» Exercise brief
Tally up the lines in the material where the word "format" appears, then give the total and nothing else.

*** Exercise input ***

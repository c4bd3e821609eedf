//! Fits the exponential decay `I(t) = I0 exp(-R t)` of a relaxation curve
//! to noisy synthetic data.
//!
//! The chi-squared is first scanned by a constrained grid search (`R >= 0`,
//! `I0 >= 0`) and the best grid point is refined by Newton method with GMW
//! Hessian modification.

use minfit::nalgebra::{dmatrix, dvector, DMatrix, DVector};
use minfit::{
    grid_search, minimise, Differentiable, Function, GridAxis, GridSpec, LinearConstraints,
    MinimiserOptions, Problem, ProblemError,
};
use rand::rngs::StdRng;
use rand::{Rng, SeedableRng};

struct RelaxationCurve {
    times: Vec<f64>,
    intensities: Vec<f64>,
    errors: Vec<f64>,
}

impl RelaxationCurve {
    fn synthetic(r: f64, i0: f64, rng: &mut impl Rng) -> Self {
        let times: Vec<f64> = (0..12).map(|i| 0.05 * i as f64).collect();
        let errors = vec![0.02 * i0; times.len()];
        let intensities = times
            .iter()
            .zip(errors.iter())
            .map(|(t, e)| i0 * (-r * t).exp() + e * rng.gen_range(-1.0..1.0))
            .collect();

        Self {
            times,
            intensities,
            errors,
        }
    }

    // Scaled residual, model value and decay factor in every time point.
    fn points<'a>(
        &'a self,
        x: &'a DVector<f64>,
    ) -> impl Iterator<Item = (f64, f64, f64, f64, f64)> + 'a {
        let (r, i0) = (x[0], x[1]);

        self.times
            .iter()
            .zip(self.intensities.iter())
            .zip(self.errors.iter())
            .map(move |((&t, &intensity), &error)| {
                let decay = (-r * t).exp();
                let model = i0 * decay;
                ((intensity - model) / error, model, decay, t, error)
            })
    }
}

impl Problem for RelaxationCurve {
    type Field = f64;

    fn dim(&self) -> usize {
        2
    }
}

impl Function for RelaxationCurve {
    fn apply(&self, x: &DVector<f64>) -> Result<f64, ProblemError> {
        Ok(self.points(x).map(|(res, ..)| res * res).sum())
    }
}

impl Differentiable for RelaxationCurve {
    fn gradient(&self, x: &DVector<f64>, grad: &mut DVector<f64>) -> Result<(), ProblemError> {
        grad.fill(0.0);

        for (res, model, decay, t, error) in self.points(x) {
            grad[0] -= 2.0 * res / error * (-t * model);
            grad[1] -= 2.0 * res / error * decay;
        }

        Ok(())
    }

    fn hessian(&self, x: &DVector<f64>, hes: &mut DMatrix<f64>) -> Result<(), ProblemError> {
        hes.fill(0.0);

        for (res, model, decay, t, error) in self.points(x) {
            let dr = -t * model;
            let di = decay;
            let w = 1.0 / (error * error);

            hes[(0, 0)] += 2.0 * (w * dr * dr - res / error * t * t * model);
            hes[(0, 1)] += 2.0 * (w * dr * di + res / error * t * decay);
            hes[(1, 1)] += 2.0 * w * di * di;
        }

        hes[(1, 0)] = hes[(0, 1)];
        Ok(())
    }

    fn has_hessian(&self) -> bool {
        true
    }
}

fn main() -> Result<(), String> {
    let mut rng = StdRng::seed_from_u64(42);
    let f = RelaxationCurve::synthetic(2.5, 1000.0, &mut rng);

    // R >= 0 and I0 >= 0.
    let constraints = LinearConstraints::new(dmatrix![1.0, 0.0; 0.0, 1.0], dvector![0.0, 0.0])
        .map_err(|error| format!("{error}"))?;
    let spec = GridSpec::new(vec![
        GridAxis::new(25, -2.0, 10.0).map_err(|error| format!("{error}"))?,
        GridAxis::new(21, -500.0, 1500.0).map_err(|error| format!("{error}"))?,
    ]);

    let grid = grid_search(&f, &spec, Some(&constraints)).map_err(|error| format!("{error}"))?;
    println!(
        "grid search: x = {:?}\tchi2 = {}\tevaluations = {}",
        grid.x.as_slice(),
        grid.fx,
        grid.evaluations
    );

    let mut options = MinimiserOptions::from_names("newton", &["gmw", "more thuente"])
        .map_err(|error| format!("{error}"))?;
    options.set_grad_tol(Some(1e-8));

    let result = minimise(&f, grid.x.iter().copied().collect(), &options)
        .map_err(|error| format!("{error}"))?;

    println!(
        "newton: R = {}\tI0 = {}\tchi2 = {}\titerations = {}\t{}",
        result.x[0], result.x[1], result.fx, result.iterations, result.termination
    );

    if result.termination.is_converged() {
        Ok(())
    } else {
        Err(format!("{}", result.termination))
    }
}
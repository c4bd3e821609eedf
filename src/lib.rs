#![allow(clippy::many_single_char_names)]
#![allow(clippy::type_complexity)]
#![warn(missing_docs)]

//! # Minfit
//!
//! A pure Rust framework and implementation of derivative-based methods for
//! nonlinear minimisation, designed for fitting parametric models to
//! experimental data.
//!
//! The library provides a family of direction finders, line searches and
//! Hessian modifications that can be freely combined, together with a
//! brute-force grid search with constraint filtering for finding good
//! initial points.
//!
//! ## Algorithms
//!
//! * [Newton](algo::newton) -- Recommended method to be used as a default if
//!   the Hessian is available. Indefinite Hessians are handled by a
//!   [Hessian modification](hessian_mod).
//! * [BFGS](algo::bfgs) -- Quasi-Newton method that needs only the gradient.
//! * [Conjugate gradient](algo::conjugate_gradient) -- Low memory method for
//!   large problems, with Fletcher-Reeves, Polak-Ribière(+) and
//!   Hestenes-Stiefel formulas.
//! * [Coordinate descent](algo::coordinate_descent) -- Back-and-forth search
//!   along the coordinate axes.
//! * [Steepest descent](algo::steepest_descent) -- Baseline.
//!
//! The step length is chosen by one of the [line searches](line_search):
//! backtracking, Nocedal-Wright interpolation, Nocedal-Wright Wolfe search
//! and Moré-Thuente search.
//!
//! ## Problem
//!
//! The problem is to find the parameters `x` minimising a scalar function
//! `f(x)`, typically the chi-squared of a model against measured data. In
//! code, the problem is any type that implements the [`Function`],
//! [`Differentiable`] and [`Problem`] traits.
//!
//! ```rust
//! use minfit::nalgebra as na;
//! use minfit::{Differentiable, Function, Problem, ProblemError};
//!
//! // A problem is represented by a type.
//! struct Rosenbrock {
//!     a: f64,
//!     b: f64,
//! }
//!
//! impl Problem for Rosenbrock {
//!     // The numeric type. Usually f64 or f32.
//!     type Field = f64;
//!
//!     // Number of free parameters.
//!     fn dim(&self) -> usize {
//!         2
//!     }
//! }
//!
//! impl Function for Rosenbrock {
//!     fn apply(&self, x: &na::DVector<Self::Field>) -> Result<Self::Field, ProblemError> {
//!         Ok((self.a - x[0]).powi(2) + self.b * (x[1] - x[0].powi(2)).powi(2))
//!     }
//! }
//!
//! impl Differentiable for Rosenbrock {
//!     fn gradient(
//!         &self,
//!         x: &na::DVector<Self::Field>,
//!         grad: &mut na::DVector<Self::Field>,
//!     ) -> Result<(), ProblemError> {
//!         grad[0] = -2.0 * (self.a - x[0]) - 4.0 * self.b * x[0] * (x[1] - x[0].powi(2));
//!         grad[1] = 2.0 * self.b * (x[1] - x[0].powi(2));
//!         Ok(())
//!     }
//! }
//! ```
//!
//! For quick experiments, [`Objective`] builds the problem from closures.
//! Functions without analytic derivatives can be wrapped in
//! [`FiniteDifference`](derivatives::FiniteDifference).
//!
//! ## Minimising
//!
//! When you have your function available, use the [`MinimiserDriver`] (or
//! the [`minimise`] shortcut) to run the iteration process until the
//! convergence tests are satisfied.
//!
//! ```rust
//! use minfit::{minimise, MinimiserOptions, Termination};
//! # use minfit::nalgebra as na;
//! # use minfit::{Differentiable, Function, Problem, ProblemError};
//! #
//! # struct Rosenbrock {
//! #     a: f64,
//! #     b: f64,
//! # }
//! #
//! # impl Problem for Rosenbrock {
//! #     type Field = f64;
//! #
//! #     fn dim(&self) -> usize {
//! #         2
//! #     }
//! # }
//! #
//! # impl Function for Rosenbrock {
//! #     fn apply(&self, x: &na::DVector<Self::Field>) -> Result<Self::Field, ProblemError> {
//! #         Ok((self.a - x[0]).powi(2) + self.b * (x[1] - x[0].powi(2)).powi(2))
//! #     }
//! # }
//! #
//! # impl Differentiable for Rosenbrock {
//! #     fn gradient(
//! #         &self,
//! #         x: &na::DVector<Self::Field>,
//! #         grad: &mut na::DVector<Self::Field>,
//! #     ) -> Result<(), ProblemError> {
//! #         grad[0] = -2.0 * (self.a - x[0]) - 4.0 * self.b * x[0] * (x[1] - x[0].powi(2));
//! #         grad[1] = 2.0 * self.b * (x[1] - x[0].powi(2));
//! #         Ok(())
//! #     }
//! # }
//!
//! let f = Rosenbrock { a: 1.0, b: 100.0 };
//! let options = MinimiserOptions::from_names("bfgs", &["more thuente"])?;
//!
//! let result = minimise(&f, vec![-1.2, 1.0], &options)?;
//!
//! match result.termination {
//!     Termination::FunctionTolerance | Termination::GradientTolerance => {
//!         println!("minimum {} at {:?}", result.fx, result.x);
//!     }
//!     termination => println!("{}", termination),
//! }
//! # Ok::<(), minfit::ConfigError>(())
//! ```
//!
//! ## Initial point
//!
//! Local methods need a reasonable initial point. The [grid search](grid)
//! evaluates the function over a lattice, skipping points that violate the
//! constraints, and returns the best point.
//!
//! ## Constraints
//!
//! Linear, bound and general inequality [constraints](Constraint) are
//! handled by the [method of multipliers](constrained), see
//! [`minimise_constrained`]. It reuses any of the algorithms above for the
//! inner minimisations.
//!
//! ## License
//!
//! Licensed under MIT.

pub mod algo;
pub mod constrained;
mod core;
pub mod derivatives;
pub mod driver;
pub mod grid;
pub mod hessian_mod;
pub mod line_search;

pub use constrained::{minimise_constrained, MultiplierOptions};
pub use core::*;
pub use driver::{
    minimise, ConfigError, MinimiserDriver, MinimiserOptions, Termination, TerminationResult,
};
pub use grid::{grid_search, GridAxis, GridError, GridResult, GridSpec};
pub use hessian_mod::HessianMod;
pub use line_search::LineSearch;

#[cfg(feature = "testing")]
pub mod testing;

#[cfg(not(feature = "testing"))]
pub(crate) mod testing;

pub use nalgebra;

*** End of Exercise input ***

» Solution below
7